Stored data

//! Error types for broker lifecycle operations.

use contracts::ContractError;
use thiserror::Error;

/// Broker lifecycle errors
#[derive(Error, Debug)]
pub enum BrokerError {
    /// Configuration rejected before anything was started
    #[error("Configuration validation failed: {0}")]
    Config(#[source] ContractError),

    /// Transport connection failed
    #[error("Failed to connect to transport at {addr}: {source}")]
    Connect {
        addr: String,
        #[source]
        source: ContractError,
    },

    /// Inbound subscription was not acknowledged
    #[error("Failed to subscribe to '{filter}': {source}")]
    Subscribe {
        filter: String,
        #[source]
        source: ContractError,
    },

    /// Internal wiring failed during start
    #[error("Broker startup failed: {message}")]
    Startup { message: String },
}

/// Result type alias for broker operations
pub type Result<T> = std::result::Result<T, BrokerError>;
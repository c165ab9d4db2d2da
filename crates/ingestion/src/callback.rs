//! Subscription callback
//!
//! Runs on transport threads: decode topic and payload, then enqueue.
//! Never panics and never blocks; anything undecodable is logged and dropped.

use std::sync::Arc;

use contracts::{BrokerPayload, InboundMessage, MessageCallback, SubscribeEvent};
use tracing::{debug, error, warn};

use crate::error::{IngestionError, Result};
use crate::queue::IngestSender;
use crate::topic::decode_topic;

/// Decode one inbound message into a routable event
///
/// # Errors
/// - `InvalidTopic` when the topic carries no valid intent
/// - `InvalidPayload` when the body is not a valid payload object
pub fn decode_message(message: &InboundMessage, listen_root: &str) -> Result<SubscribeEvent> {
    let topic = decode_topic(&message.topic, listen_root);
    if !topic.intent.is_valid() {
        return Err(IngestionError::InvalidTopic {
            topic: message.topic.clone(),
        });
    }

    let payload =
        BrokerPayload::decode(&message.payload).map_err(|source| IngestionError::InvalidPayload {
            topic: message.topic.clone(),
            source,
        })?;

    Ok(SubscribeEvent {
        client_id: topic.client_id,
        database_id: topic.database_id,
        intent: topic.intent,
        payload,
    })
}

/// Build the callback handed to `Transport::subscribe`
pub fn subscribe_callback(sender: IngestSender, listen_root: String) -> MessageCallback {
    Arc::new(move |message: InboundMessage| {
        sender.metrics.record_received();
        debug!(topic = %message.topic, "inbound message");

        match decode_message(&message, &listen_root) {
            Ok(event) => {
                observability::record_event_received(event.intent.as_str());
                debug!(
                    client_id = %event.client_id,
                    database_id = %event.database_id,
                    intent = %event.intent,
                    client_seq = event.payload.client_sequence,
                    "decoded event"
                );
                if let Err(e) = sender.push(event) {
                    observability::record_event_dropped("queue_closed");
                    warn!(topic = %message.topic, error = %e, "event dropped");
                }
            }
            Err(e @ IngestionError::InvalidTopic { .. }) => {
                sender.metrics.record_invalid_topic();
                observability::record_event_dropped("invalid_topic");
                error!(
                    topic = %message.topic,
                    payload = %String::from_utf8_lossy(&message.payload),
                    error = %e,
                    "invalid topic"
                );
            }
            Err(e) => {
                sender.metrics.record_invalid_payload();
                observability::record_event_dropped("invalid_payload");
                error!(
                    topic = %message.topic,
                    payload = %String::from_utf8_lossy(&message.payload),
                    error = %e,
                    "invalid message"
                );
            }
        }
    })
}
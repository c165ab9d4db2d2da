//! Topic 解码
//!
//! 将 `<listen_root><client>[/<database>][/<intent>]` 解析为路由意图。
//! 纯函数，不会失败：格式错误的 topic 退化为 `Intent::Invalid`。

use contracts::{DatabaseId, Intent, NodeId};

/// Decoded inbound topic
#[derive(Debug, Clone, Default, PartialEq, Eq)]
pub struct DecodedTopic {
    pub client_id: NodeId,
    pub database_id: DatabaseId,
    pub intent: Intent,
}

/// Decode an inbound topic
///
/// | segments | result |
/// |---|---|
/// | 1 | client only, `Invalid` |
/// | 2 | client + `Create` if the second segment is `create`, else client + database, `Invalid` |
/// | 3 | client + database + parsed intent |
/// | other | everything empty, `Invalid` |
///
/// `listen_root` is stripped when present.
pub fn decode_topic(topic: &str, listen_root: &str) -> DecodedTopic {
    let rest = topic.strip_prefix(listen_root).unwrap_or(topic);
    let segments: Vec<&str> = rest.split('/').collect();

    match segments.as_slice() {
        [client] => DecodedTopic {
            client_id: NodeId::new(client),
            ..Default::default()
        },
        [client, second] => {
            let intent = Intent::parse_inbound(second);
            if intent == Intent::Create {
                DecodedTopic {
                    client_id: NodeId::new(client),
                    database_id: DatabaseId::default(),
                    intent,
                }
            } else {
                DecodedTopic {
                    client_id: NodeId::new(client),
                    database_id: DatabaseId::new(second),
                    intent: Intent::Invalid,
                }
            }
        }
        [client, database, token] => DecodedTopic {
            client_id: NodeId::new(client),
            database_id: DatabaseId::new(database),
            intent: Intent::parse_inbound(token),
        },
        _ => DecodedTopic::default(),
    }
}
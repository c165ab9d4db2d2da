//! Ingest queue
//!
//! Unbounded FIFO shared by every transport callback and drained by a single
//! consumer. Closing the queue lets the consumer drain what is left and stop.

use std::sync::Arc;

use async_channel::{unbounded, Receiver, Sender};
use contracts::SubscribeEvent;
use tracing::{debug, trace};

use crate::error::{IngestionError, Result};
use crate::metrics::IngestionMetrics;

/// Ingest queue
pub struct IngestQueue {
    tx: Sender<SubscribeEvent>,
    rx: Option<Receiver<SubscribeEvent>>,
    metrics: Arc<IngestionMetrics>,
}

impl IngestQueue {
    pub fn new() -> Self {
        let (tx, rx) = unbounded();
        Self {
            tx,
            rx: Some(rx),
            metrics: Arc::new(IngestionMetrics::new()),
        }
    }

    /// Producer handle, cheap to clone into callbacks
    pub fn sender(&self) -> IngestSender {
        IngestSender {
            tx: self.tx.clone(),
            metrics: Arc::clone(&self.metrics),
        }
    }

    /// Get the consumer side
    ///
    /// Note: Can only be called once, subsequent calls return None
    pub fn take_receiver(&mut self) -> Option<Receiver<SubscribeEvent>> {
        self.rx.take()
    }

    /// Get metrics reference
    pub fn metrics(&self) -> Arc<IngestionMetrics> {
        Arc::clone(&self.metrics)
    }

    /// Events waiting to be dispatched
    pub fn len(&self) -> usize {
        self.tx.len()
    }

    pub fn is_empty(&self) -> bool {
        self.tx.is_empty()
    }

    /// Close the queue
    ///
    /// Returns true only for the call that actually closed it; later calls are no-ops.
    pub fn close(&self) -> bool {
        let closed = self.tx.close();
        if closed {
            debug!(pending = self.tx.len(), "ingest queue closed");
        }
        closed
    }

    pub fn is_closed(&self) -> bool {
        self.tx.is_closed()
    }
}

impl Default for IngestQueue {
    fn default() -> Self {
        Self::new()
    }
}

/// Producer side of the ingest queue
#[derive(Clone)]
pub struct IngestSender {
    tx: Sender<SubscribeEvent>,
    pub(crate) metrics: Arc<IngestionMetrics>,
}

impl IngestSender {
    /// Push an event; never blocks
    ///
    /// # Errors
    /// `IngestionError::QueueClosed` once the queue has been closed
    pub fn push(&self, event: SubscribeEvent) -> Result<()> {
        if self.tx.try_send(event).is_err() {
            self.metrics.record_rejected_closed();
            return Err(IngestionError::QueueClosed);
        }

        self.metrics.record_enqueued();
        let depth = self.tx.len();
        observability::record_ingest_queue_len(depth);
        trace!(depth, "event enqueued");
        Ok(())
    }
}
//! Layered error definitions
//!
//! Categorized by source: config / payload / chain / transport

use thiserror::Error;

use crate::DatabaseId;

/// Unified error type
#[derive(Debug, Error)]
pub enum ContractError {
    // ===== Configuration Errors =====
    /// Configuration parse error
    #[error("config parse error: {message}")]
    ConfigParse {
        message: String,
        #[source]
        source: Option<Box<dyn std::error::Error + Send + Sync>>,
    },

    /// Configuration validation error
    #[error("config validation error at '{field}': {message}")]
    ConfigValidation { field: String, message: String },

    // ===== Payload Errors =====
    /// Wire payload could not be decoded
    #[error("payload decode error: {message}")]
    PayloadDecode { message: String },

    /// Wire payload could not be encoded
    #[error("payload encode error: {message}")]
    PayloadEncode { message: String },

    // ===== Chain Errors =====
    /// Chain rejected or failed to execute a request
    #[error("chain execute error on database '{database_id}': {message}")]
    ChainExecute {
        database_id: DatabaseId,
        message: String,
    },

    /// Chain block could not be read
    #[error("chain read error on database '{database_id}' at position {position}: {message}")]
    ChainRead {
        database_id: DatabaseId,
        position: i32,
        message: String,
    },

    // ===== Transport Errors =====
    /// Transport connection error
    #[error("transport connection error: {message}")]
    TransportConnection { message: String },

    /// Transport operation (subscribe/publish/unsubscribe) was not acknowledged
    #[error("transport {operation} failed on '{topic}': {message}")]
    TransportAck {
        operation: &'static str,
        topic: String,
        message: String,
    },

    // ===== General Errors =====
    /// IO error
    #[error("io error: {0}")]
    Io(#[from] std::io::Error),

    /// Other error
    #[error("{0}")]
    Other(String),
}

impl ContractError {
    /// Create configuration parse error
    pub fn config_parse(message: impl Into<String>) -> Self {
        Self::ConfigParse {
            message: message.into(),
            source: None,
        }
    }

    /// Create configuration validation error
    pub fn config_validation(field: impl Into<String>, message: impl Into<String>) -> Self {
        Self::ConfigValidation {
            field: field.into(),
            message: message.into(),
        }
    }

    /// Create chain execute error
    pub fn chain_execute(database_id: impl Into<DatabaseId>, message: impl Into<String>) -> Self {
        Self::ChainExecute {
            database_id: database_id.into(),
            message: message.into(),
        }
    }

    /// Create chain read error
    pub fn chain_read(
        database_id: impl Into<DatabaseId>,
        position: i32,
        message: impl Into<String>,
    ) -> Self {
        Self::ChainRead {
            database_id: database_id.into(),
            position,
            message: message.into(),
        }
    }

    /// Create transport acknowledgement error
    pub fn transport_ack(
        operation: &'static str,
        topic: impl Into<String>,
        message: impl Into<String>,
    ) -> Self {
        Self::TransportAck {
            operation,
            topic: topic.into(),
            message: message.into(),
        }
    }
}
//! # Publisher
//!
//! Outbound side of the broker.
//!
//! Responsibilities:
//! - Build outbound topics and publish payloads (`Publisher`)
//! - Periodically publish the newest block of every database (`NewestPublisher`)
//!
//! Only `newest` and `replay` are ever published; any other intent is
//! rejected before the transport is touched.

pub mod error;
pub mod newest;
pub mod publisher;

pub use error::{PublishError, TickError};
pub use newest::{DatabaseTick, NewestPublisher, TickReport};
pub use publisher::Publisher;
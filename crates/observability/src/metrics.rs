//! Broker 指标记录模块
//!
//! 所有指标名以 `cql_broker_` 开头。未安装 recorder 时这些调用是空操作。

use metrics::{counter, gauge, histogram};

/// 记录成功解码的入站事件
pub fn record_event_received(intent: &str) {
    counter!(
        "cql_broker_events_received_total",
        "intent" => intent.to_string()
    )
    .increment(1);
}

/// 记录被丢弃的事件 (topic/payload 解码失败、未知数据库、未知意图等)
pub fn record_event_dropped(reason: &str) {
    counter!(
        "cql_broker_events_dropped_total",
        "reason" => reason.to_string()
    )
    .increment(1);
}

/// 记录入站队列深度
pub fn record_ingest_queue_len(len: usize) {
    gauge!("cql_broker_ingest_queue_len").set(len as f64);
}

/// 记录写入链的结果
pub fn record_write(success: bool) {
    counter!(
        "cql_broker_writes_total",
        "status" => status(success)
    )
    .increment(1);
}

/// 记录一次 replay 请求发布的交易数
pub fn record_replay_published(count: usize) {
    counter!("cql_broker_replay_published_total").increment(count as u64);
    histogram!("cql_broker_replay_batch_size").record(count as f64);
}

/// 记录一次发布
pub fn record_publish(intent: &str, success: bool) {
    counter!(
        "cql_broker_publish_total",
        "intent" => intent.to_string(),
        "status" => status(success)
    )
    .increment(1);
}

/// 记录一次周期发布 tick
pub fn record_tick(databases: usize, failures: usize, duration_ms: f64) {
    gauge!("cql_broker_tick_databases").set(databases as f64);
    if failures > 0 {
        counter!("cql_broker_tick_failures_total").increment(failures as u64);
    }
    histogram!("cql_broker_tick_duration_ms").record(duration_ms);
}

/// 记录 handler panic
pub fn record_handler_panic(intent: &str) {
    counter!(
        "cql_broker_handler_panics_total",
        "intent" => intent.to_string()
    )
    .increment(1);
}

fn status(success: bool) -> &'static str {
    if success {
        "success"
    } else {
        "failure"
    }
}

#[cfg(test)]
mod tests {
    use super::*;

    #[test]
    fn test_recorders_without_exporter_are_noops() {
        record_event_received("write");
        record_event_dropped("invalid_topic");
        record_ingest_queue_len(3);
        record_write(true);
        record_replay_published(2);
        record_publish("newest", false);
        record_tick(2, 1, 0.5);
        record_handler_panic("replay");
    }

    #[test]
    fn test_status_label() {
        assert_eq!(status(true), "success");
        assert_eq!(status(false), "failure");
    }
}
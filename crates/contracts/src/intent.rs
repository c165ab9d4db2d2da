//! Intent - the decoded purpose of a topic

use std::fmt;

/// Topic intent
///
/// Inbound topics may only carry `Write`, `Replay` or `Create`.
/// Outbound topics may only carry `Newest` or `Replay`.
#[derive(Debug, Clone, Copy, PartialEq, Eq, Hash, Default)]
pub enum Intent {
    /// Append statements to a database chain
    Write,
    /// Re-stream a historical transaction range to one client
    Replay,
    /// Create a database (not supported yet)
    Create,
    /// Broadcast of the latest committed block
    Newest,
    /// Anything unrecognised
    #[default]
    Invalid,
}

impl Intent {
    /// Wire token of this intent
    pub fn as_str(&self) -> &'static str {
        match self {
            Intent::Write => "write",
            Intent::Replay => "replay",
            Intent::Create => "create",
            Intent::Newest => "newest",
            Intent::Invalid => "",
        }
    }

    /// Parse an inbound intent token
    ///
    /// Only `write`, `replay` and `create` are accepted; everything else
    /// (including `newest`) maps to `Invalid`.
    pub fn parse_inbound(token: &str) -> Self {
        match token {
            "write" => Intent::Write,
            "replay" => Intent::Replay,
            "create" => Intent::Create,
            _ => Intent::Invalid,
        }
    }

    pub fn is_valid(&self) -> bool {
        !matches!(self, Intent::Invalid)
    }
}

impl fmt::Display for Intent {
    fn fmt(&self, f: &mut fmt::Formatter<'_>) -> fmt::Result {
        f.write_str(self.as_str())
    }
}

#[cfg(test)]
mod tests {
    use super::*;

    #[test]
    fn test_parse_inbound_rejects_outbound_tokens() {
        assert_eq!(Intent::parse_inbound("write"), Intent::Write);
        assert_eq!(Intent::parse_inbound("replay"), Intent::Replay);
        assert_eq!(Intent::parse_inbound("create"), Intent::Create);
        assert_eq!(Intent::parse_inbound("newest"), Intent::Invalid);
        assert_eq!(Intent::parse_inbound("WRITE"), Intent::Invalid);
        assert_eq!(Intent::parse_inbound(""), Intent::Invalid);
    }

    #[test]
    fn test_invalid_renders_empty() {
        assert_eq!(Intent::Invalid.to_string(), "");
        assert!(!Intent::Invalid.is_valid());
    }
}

→ **Goal of the exercise**:
Give the number of lines containing "Build" in the entries, and no other text.

→ **Result for this exercise**:
2